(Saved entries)
____
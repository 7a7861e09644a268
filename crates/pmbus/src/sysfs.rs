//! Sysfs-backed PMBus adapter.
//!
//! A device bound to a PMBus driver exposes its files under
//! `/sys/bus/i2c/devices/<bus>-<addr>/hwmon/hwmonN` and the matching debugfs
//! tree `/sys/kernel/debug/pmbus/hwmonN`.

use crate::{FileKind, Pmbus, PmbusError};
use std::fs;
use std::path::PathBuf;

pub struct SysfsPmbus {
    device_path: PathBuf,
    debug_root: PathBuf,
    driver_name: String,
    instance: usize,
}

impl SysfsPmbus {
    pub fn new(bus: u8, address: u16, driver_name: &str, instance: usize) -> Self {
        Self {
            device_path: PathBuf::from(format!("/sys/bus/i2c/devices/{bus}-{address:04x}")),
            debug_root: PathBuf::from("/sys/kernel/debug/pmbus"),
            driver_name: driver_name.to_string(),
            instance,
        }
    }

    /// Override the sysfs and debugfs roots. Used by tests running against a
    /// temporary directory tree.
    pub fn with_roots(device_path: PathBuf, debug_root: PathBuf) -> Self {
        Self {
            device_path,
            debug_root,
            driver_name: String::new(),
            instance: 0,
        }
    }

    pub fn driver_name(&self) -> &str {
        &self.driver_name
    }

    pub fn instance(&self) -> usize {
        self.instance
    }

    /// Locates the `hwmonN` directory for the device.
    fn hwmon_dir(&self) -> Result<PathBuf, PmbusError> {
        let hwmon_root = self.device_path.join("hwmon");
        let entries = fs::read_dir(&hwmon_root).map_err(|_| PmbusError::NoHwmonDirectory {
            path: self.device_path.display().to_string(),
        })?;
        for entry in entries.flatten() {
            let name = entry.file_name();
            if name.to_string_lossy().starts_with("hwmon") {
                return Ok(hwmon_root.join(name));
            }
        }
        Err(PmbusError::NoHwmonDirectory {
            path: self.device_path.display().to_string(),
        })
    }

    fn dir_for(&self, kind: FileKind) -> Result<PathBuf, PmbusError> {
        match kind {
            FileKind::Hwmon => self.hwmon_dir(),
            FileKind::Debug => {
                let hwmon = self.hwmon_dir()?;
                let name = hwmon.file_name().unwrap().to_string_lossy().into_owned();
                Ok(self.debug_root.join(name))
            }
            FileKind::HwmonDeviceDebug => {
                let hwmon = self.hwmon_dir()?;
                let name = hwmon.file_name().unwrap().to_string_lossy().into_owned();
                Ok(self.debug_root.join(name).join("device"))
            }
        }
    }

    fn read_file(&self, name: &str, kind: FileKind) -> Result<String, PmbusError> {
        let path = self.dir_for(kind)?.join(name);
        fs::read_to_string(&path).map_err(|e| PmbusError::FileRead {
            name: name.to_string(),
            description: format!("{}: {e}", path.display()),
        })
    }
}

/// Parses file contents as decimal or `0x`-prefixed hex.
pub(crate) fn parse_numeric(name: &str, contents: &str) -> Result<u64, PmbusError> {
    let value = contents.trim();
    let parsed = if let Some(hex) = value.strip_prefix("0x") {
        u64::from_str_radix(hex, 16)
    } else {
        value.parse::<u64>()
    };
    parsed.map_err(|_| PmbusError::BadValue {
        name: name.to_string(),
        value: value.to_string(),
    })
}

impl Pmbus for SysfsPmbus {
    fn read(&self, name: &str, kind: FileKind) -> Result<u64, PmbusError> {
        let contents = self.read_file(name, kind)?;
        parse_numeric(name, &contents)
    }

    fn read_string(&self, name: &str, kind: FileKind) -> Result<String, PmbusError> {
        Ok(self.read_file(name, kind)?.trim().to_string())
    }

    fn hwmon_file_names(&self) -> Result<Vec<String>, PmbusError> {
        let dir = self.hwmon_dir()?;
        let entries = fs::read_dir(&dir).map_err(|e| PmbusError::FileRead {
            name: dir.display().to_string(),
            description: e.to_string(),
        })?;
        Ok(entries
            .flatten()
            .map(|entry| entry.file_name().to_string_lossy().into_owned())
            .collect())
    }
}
____
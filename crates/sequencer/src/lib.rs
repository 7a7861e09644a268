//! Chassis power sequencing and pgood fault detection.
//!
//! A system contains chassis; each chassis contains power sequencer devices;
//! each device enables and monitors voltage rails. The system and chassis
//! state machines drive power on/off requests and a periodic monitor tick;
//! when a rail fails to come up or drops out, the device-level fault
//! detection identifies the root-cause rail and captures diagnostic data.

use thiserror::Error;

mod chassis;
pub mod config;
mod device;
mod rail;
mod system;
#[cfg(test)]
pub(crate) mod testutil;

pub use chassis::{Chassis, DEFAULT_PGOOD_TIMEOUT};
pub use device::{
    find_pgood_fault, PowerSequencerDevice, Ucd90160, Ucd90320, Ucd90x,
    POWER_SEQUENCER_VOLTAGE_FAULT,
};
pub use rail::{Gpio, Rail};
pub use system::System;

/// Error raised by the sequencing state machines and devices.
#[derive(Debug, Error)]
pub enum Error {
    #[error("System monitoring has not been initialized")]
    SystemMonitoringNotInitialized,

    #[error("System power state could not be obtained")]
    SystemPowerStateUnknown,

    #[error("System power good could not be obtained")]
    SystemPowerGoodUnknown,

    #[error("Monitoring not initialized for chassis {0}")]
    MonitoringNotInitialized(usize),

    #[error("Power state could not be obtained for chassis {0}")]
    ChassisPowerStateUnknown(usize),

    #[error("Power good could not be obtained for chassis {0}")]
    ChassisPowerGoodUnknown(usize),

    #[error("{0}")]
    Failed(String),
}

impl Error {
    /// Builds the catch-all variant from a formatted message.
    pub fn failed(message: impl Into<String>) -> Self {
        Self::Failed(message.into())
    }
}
____
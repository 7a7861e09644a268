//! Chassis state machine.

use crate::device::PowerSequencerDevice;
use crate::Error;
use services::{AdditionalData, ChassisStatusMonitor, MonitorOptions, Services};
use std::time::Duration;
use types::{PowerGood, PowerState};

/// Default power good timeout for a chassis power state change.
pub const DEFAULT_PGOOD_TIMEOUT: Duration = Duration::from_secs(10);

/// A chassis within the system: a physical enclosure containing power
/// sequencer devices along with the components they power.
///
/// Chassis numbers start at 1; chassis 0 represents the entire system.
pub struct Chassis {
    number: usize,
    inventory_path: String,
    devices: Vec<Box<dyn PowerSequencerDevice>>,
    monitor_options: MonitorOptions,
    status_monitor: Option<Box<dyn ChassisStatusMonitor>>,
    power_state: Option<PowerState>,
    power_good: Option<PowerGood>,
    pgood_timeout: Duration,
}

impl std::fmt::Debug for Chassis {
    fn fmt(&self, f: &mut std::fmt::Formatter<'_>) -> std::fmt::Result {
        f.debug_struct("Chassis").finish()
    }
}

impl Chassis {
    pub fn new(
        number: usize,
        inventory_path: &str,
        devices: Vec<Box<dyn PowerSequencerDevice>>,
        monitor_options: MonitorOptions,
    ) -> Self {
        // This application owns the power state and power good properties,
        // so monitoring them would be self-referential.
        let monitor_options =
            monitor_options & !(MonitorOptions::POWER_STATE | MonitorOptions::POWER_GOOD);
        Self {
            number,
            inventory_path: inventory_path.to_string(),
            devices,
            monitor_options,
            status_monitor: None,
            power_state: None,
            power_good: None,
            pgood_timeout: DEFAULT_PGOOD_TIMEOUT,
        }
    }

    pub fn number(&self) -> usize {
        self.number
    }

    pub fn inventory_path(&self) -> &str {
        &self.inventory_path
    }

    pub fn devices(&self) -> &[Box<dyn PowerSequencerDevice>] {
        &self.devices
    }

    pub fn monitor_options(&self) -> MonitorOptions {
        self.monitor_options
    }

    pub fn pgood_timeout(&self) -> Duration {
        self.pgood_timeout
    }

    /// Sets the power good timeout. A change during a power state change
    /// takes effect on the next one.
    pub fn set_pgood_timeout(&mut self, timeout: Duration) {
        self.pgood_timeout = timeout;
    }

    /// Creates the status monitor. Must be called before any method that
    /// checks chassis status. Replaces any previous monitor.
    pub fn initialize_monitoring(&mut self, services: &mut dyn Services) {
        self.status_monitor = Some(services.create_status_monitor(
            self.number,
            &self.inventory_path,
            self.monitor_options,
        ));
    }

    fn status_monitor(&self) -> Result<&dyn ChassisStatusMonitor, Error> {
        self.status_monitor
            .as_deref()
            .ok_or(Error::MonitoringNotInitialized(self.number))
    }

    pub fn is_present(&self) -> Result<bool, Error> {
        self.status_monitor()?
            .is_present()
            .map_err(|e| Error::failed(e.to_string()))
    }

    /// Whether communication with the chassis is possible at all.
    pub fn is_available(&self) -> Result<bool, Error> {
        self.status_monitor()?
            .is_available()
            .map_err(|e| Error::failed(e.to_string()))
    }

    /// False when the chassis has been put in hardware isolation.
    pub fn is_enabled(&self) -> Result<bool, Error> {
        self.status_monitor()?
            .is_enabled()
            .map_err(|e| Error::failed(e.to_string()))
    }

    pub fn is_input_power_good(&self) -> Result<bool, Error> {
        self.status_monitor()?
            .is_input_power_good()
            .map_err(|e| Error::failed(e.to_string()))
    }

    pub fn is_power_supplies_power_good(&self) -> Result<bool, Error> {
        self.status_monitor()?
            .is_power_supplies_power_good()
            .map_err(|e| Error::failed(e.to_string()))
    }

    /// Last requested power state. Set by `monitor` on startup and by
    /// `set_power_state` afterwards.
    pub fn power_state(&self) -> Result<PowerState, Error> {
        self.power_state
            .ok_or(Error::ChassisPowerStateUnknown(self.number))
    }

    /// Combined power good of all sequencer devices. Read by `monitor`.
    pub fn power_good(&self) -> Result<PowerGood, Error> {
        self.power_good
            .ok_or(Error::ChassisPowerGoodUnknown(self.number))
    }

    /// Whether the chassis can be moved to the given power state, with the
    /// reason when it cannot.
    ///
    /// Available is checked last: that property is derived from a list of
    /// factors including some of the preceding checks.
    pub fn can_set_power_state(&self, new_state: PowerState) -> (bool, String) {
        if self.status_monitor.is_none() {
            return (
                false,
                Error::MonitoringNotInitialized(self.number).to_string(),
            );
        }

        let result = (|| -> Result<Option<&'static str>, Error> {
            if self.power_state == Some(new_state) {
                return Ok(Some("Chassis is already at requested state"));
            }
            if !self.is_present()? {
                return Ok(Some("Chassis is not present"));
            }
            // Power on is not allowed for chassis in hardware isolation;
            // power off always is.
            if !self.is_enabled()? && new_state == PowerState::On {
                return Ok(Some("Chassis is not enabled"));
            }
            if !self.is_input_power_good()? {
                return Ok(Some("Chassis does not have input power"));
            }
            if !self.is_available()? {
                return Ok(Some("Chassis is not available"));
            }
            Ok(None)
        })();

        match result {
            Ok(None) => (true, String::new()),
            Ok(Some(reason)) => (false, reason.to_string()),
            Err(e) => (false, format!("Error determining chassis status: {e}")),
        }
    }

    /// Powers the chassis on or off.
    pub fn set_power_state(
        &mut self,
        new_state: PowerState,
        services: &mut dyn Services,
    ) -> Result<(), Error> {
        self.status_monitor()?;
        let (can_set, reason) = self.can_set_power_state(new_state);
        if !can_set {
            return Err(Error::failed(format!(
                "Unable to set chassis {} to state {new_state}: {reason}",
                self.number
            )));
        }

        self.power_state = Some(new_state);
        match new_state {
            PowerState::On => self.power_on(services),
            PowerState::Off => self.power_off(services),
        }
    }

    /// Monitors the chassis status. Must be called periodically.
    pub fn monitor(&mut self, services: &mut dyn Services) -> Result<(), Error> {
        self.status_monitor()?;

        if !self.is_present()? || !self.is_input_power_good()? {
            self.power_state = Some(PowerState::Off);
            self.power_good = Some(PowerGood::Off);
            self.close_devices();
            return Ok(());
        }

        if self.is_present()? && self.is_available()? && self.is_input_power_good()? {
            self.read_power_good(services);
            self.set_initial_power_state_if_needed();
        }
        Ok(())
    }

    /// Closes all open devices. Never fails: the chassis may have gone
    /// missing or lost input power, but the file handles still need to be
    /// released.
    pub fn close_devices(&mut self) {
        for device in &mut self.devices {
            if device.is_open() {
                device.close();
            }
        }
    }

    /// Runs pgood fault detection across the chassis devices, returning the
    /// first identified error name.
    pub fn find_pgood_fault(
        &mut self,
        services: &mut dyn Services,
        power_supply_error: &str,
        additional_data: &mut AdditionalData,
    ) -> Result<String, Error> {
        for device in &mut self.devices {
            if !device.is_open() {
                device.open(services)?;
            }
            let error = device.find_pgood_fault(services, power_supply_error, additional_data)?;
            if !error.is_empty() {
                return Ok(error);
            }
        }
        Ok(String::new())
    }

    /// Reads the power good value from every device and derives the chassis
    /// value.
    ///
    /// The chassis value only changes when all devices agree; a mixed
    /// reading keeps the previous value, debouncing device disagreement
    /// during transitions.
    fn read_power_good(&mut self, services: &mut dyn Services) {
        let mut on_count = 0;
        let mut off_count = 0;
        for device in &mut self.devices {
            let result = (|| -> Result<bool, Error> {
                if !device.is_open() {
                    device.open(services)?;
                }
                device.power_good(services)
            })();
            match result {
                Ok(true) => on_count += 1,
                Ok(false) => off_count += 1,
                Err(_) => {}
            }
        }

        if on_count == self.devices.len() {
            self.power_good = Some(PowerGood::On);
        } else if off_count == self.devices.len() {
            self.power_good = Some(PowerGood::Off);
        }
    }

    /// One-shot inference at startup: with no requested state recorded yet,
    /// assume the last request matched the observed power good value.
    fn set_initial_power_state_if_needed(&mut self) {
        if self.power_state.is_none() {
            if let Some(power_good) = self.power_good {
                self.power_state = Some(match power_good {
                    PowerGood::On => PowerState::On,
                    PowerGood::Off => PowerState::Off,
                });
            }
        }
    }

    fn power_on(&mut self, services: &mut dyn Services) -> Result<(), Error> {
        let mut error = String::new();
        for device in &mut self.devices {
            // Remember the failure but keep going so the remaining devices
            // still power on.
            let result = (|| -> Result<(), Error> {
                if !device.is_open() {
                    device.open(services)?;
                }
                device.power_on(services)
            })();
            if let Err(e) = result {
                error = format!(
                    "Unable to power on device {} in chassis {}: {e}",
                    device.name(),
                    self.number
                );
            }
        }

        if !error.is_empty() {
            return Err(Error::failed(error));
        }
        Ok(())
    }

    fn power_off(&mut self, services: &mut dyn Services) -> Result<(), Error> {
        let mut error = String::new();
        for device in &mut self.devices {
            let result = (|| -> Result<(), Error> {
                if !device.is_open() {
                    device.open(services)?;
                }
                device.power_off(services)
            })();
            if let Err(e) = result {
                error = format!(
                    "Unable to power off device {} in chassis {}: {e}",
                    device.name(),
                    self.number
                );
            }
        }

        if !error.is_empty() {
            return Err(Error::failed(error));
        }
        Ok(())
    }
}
____
> [Required action] Only the lines that hold the word "crates" are wanted; each should be pulled from the records.

> [The completed task]
filename crates/pmbus/src/sysfs.rs
filename crates/sequencer/src/lib.rs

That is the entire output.